Cache Conflicts & Thrashing
What You'll Learn
- How cache set conflicts cause thrashing
- Why some access patterns are "cache-friendly"
- How associativity affects conflict behavior
- Measuring conflict misses through timing
Mental Model
When multiple memory addresses map to the same cache set, they compete for the same slots. If the cache is not fully associative, one address can evict another, causing repeated cache misses. This is called thrashing.
Experiment 1: Friendly Stride
#include <chrono>
#include <iostream>
#include <vector>
using Clock = std::chrono::high_resolution_clock;
using Duration = std::chrono::nanoseconds;
double measure_stride(std::vector<int>& data, size_t stride) {
volatile int sum = 0;
const int iterations = 1000000;
auto start = Clock::now();
for (int i = 0; i < iterations; ++i) {
size_t idx = (i * stride) % data.size();
sum += data[idx];
}
auto end = Clock::now();
auto elapsed = std::chrono::duration_cast<Duration>(end - start);
return static_cast<double>(elapsed.count()) / iterations;
}
int main() {
std::vector<int> data(1024 * 1024, 1); // 4 MB
// Friendly stride (cache line size)
double friendly = measure_stride(data, 64);
std::cout << "Friendly stride (64): " << friendly << " ns/access\n";
// Conflict stride (prime number that causes conflicts)

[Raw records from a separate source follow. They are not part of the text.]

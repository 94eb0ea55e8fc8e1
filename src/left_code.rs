//! The inner code on the Ramanujan graph.
//!
//! Every byte of the word lives on one edge and is seen by its two
//! endpoints. Encoding gives each vertex a Reed-Solomon checksum over its
//! incident edge symbols, then armors that checksum with a second, much
//! stronger code. Decoding walks the graph: any vertex whose neighborhood
//! is mostly clean repairs all of its edges at once, and the expansion of
//! the graph drags the remaining corruption down geometrically.

use crate::graph::Graph;
use crate::reed_solomon::RsCodec;

/// Per-vertex code sizes derived from `t = gamma' * d`, which the
/// parameter solver guarantees to be a positive integer.
///
/// `codeword_len` is `L = 4t`; `first_red` is `t` rounded up to even
/// (matching the reference sizing `round(gamma' * d + 0.5)` under
/// round-half-to-even); the armor code takes the rest.
#[derive(Debug, Clone, Copy, PartialEq, Eq)]
pub struct InnerSizes {
	pub t: usize,
	pub codeword_len: usize,
	pub first_red: usize,
	pub second_red: usize,
}

impl InnerSizes {
	pub fn new(degree: usize, gamma_tag: f64) -> InnerSizes {
		let t = (gamma_tag * degree as f64).round() as usize;
		debug_assert!(t >= 1, "gamma' * d must round to a positive integer");
		let codeword_len = 4 * t;
		let first_red = t + (t & 1);
		InnerSizes { t, codeword_len, first_red, second_red: codeword_len - first_red }
	}
}

/// Edge indices incident to each vertex, in the canonical edge order.
/// Encode slots and decode slots agree because both sides scan this.
fn incident_edges(graph: &Graph) -> Vec<u32> {
	let d = graph.degree();
	let nn = graph.num_nodes();
	let mut ev = vec![0u32; nn * d];
	let mut filled = vec![0u16; nn];
	for (i, (u, v)) in graph.edges().enumerate() {
		for &node in &[u as usize, v as usize] {
			ev[node * d + filled[node] as usize] = i as u32;
			filled[node] += 1;
		}
	}
	ev
}

/// Systematic encode: `word || per-vertex armored checksums`.
///
/// `word` must have exactly one byte per graph edge; output length is
/// `M + N * L`.
pub fn encode_ramanujan(graph: &Graph, word: &[u8], gamma_tag: f64) -> Vec<u8> {
	let m = graph.num_edges();
	let d = graph.degree();
	let nn = graph.num_nodes();
	assert_eq!(word.len(), m, "left code word must cover every edge");

	// fan the edge symbols into per-vertex vectors
	let mut vertices = vec![0u8; nn * d];
	let mut filled = vec![0u16; nn];
	for ((u, v), &sym) in graph.edges().zip(word.iter()) {
		for &node in &[u as usize, v as usize] {
			vertices[node * d + filled[node] as usize] = sym;
			filled[node] += 1;
		}
	}

	let sizes = InnerSizes::new(d, gamma_tag);
	let rs1 = RsCodec::new(sizes.first_red);
	let rs2 = RsCodec::new(sizes.second_red);

	let mut out = Vec::with_capacity(m + nn * sizes.codeword_len);
	out.extend_from_slice(word);
	for v in 0..nn {
		// the checksum is the non-systematic tail of the first code, the
		// second code wraps it to full strength
		let checked = rs1
			.encode(&vertices[v * d..(v + 1) * d])
			.and_then(|c1| rs2.encode(&c1[d..]))
			.expect("the solver keeps inner code lengths within GF(2^8); qed");
		out.extend_from_slice(&checked);
	}
	out
}

/// Iterative decode. `redundancies` holds one `L`-byte chunk per vertex.
///
/// Returns the repaired word and whether every vertex finished cleanly;
/// callers may use the word best-effort when the flag is false.
pub fn decode_ramanujan(
	graph: &Graph,
	word: Vec<u8>,
	redundancies: &[Vec<u8>],
	gamma_tag: f64,
) -> (Vec<u8>, bool) {
	let m = graph.num_edges();
	let d = graph.degree();
	let nn = graph.num_nodes();
	assert_eq!(word.len(), m);
	assert_eq!(redundancies.len(), nn);

	let sizes = InnerSizes::new(d, gamma_tag);
	let rs1 = RsCodec::new(sizes.first_red);
	let rs2 = RsCodec::new(sizes.second_red);
	let mut word = word;

	let mut finished = vec![false; nn];
	let mut ok = true;

	// unwrap the per-vertex checksums; a vertex whose armor fails is out
	// of the game but the rest of the decode continues without it
	let mut checks: Vec<Vec<u8>> = Vec::with_capacity(nn);
	for (v, red) in redundancies.iter().enumerate() {
		match rs2.decode(red, &[]) {
			Ok((msg, _)) => checks.push(msg),
			Err(_) => {
				ok = false;
				finished[v] = true;
				checks.push(Vec::new());
			}
		}
	}

	let ev = incident_edges(graph);
	let mut queue: Vec<u32> = graph.left().to_vec();
	let mut queued = vec![false; nn];
	let mut first_pass = true;
	let mut candidate = vec![0u8; d + sizes.first_red];
	let mut round = 0usize;

	while !queue.is_empty() {
		let mut next: Vec<u32> = Vec::new();
		let mut repaired = 0usize;

		for i in 0..queue.len() {
			let x = queue[i] as usize;
			queued[x] = false;
			if finished[x] {
				continue;
			}
			let edges_of_x = &ev[x * d..(x + 1) * d];
			for (j, &e) in edges_of_x.iter().enumerate() {
				candidate[j] = word[e as usize];
			}
			candidate[d..].copy_from_slice(&checks[x]);

			let (repaired_syms, errata) = match rs1.decode(&candidate, &[]) {
				Ok(r) => r,
				// too dirty this round, a neighbor may requeue us later
				Err(_) => continue,
			};
			if errata.iter().any(|&pos| pos >= d) {
				// the checksum corrected itself, don't trust the result
				continue;
			}

			for (j, &e) in edges_of_x.iter().enumerate() {
				word[e as usize] = repaired_syms[j];
			}
			finished[x] = true;
			repaired += 1;
			for &nb in graph.neighbors_of(x) {
				if !queued[nb as usize] {
					queued[nb as usize] = true;
					next.push(nb);
				}
			}
		}

		tracing::trace!(round, queued = queue.len(), repaired, "left decode round");
		round += 1;

		if first_pass {
			// the A pass only seeds edge repairs; propagation proper
			// starts from the full B side, not from A's neighbor set
			for &nb in &next {
				queued[nb as usize] = false;
			}
			queue = graph.right().to_vec();
			first_pass = false;
		} else {
			queue = next;
		}
	}

	let ok = ok && finished.iter().all(|&f| f);
	(word, ok)
}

double conflict = measure_stride(data, 1024 * 17); // Large prime stride
std::cout << "Conflict stride: " << conflict << " ns/access\n";
return 0;
} Experiment 2: Prime Stride Pattern
Prime-number strides can cause many addresses to map to the same cache sets:
// Try different stride values
for (size_t stride = 64; stride <= 1024 * 1024; stride *= 2) {
double time = measure_stride(data, stride);
std::cout << "Stride " << stride << ": " << time << " ns/access\n";
} What to Measure
- ns/access: Time per access for different stride patterns
- Runtime explosion: When stride causes conflicts
- Stride vs performance: Plot to see conflict patterns
Expected Shape of Results
You should see:
- Friendly stride: Fast (~1-3 ns), good cache utilization
- Conflict stride: Slow (~50-200 ns), constant cache misses
- Pattern: Some strides cause dramatic slowdowns
Interpretation
Set conflicts: When multiple addresses map to the same cache set, they compete. In a direct-mapped cache (1-way), only one can be cached. In N-way associative caches, N addresses can coexist, but more than N causes evictions.
Associativity: Higher associativity reduces conflicts. A 4-way associative cache can hold 4 addresses that map to the same set before conflicts occur.
Common Pitfalls
- Prefetching: Hardware prefetchers can mask some conflict effects
- Working set size: Conflicts are more visible when working set exceeds cache
- Measurement noise: Use median of many runs
Tooling Upgrades (Optional)
Linux: perf stat
perf stat -e cache-references,cache-misses ./your_program shows conflict miss rates.
Checklist
- ✓ Measured friendly vs conflict stride performance
- ✓ Identified stride patterns that cause conflicts
- ✓ Understood set conflicts and associativity